Among the many insensitive questions I’d like to see disappear in 2019, this is in my top 10.  Firstly, it sets up the answer to be either ‘yes’ or ‘no’ and when it comes to dating and romance, things are rarely this simple.  It also assumes that the person answering the question isn’t bisexual/pansexual themselves.  The way some of these questions are phrased are also leading: “Would you date a man who had sex with a man?”  The person asking this question is often looking for shock value; a reinforcement of their own ideas.  I’ve seen many youtube vids where this question is aimed at people assumed to be intolerant or bigoted.  Type the words, “Black bisexuality” into the search box of youtube, and you will find zillions of reactionary, depressing vids of black people, whether they are gay, lesbian or straight.  Tempers quickly flare at just the thought of dating a bi/pan person – how dare the interviewer even ask them such a thing?  Stereotypes abound, voices are raised, faces become twisted.  Bisexuals cheat; they spread sexually transmitted diseases, they can’t be faithful and will always want to be with another gender.  The potential for emotional and physical violence is evident in the disgust of many responses.  As a black bisexual person watching these videos, it makes me despair – having been out and open as bi for 25 years, these are the same responses I heard right at the very start.  So little has changed for bisexuals of colour.

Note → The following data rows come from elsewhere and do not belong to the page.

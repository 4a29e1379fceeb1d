//! `SimOutputObserver<W>` — bridges `SimObserver` to an `OutputWriter`.

use lot_core::Tick;
use lot_sim::{ParkingLot, SimObserver, TickSummary};

use crate::row::{NO_ID, SlotSnapshotRow, TickSummaryRow, VehicleSnapshotRow};
use crate::writer::OutputWriter;
use crate::{OutputError, OutputResult};

/// A [`SimObserver`] that writes vehicle and slot snapshots and tick
/// summaries to any [`OutputWriter`] backend.
///
/// Errors from the writer are stored internally because `SimObserver` methods
/// have no return value.  After `lot.run()` returns, check for errors with
/// [`take_error`][Self::take_error].
pub struct SimOutputObserver<W: OutputWriter> {
    writer:     W,
    last_error: Option<OutputError>,
}

impl<W: OutputWriter> SimOutputObserver<W> {
    pub fn new(writer: W) -> Self {
        Self { writer, last_error: None }
    }

    /// Take the stored write error (if any) after `lot.run()` returns.
    ///
    /// Returns `None` if all writes succeeded.
    pub fn take_error(&mut self) -> Option<OutputError> {
        self.last_error.take()
    }

    fn store_err(&mut self, result: OutputResult<()>) {
        if let Err(e) = result {
            // Keep only the first error.
            if self.last_error.is_none() {
                self.last_error = Some(e);
            }
        }
    }
}

impl<W: OutputWriter> SimObserver for SimOutputObserver<W> {
    fn on_tick_end(&mut self, tick: Tick, s: &TickSummary) {
        let row = TickSummaryRow {
            tick:                 tick.0,
            active:               s.active as u64,
            queued:               s.queued as u64,
            placed:               s.placed as u64,
            free_slots:           s.free_slots as u64,
            reserved_slots:       s.reserved_slots as u64,
            occupied_slots:       s.occupied_slots as u64,
            remaining_budget:     s.remaining_budget as u64,
            expired_reservations: s.expired_reservations,
        };
        let result = self.writer.write_tick_summary(&row);
        self.store_err(result);
    }

    fn on_snapshot(&mut self, tick: Tick, lot: &ParkingLot) {
        let vehicles: Vec<VehicleSnapshotRow> = lot
            .agents
            .vehicles
            .iter()
            .filter(|v| v.is_active())
            .map(|v| {
                let (grid_row, grid_col) = v.position.map_or((-1, -1), |c| (c.row, c.col));
                VehicleSnapshotRow {
                    vehicle_id:      v.id.0,
                    tick:            tick.0,
                    grid_row,
                    grid_col,
                    state:           v.state.as_str(),
                    has_reservation: v.has_reservation,
                    is_bad_agent:    v.is_bad_agent,
                    target_slot:     v.target_slot.map_or(NO_ID, |s| s.0),
                }
            })
            .collect();

        let slots: Vec<SlotSnapshotRow> = lot
            .agents
            .slots
            .iter()
            .map(|s| SlotSnapshotRow {
                slot_id:        s.id.0,
                tick:           tick.0,
                grid_row:       s.cell.row,
                grid_col:       s.cell.col,
                status:         s.status.code(),
                reserved_ticks: s.reserved_ticks,
                holder:         s.holder.map_or(NO_ID, |h| h.0),
            })
            .collect();

        if !vehicles.is_empty() {
            let result = self.writer.write_vehicle_snapshots(&vehicles);
            self.store_err(result);
        }
        if !slots.is_empty() {
            let result = self.writer.write_slot_snapshots(&slots);
            self.store_err(result);
        }
    }

    fn on_sim_end(&mut self, _final_tick: Tick) {
        let result = self.writer.finish();
        self.store_err(result);
    }
}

Bisexuality and Pansexuality is about attraction to more than one gender: you can be bi/pan and a virgin/celibate/aromantic.  But to bigots, bisexuality is about having unsafe sex with as many people as possible, so that means they don’t deserve respect at even the most basic level.  The chances of the people answering this question, having dated/slept with/fallen in love with/been attracted to a bisexual person who was closeted, is pretty high, but their knee-jerk “NO!” ignores all that.  It lets the world know the responders aren’t that kind of person – sullied by any theoretical closeness to bi/pan people.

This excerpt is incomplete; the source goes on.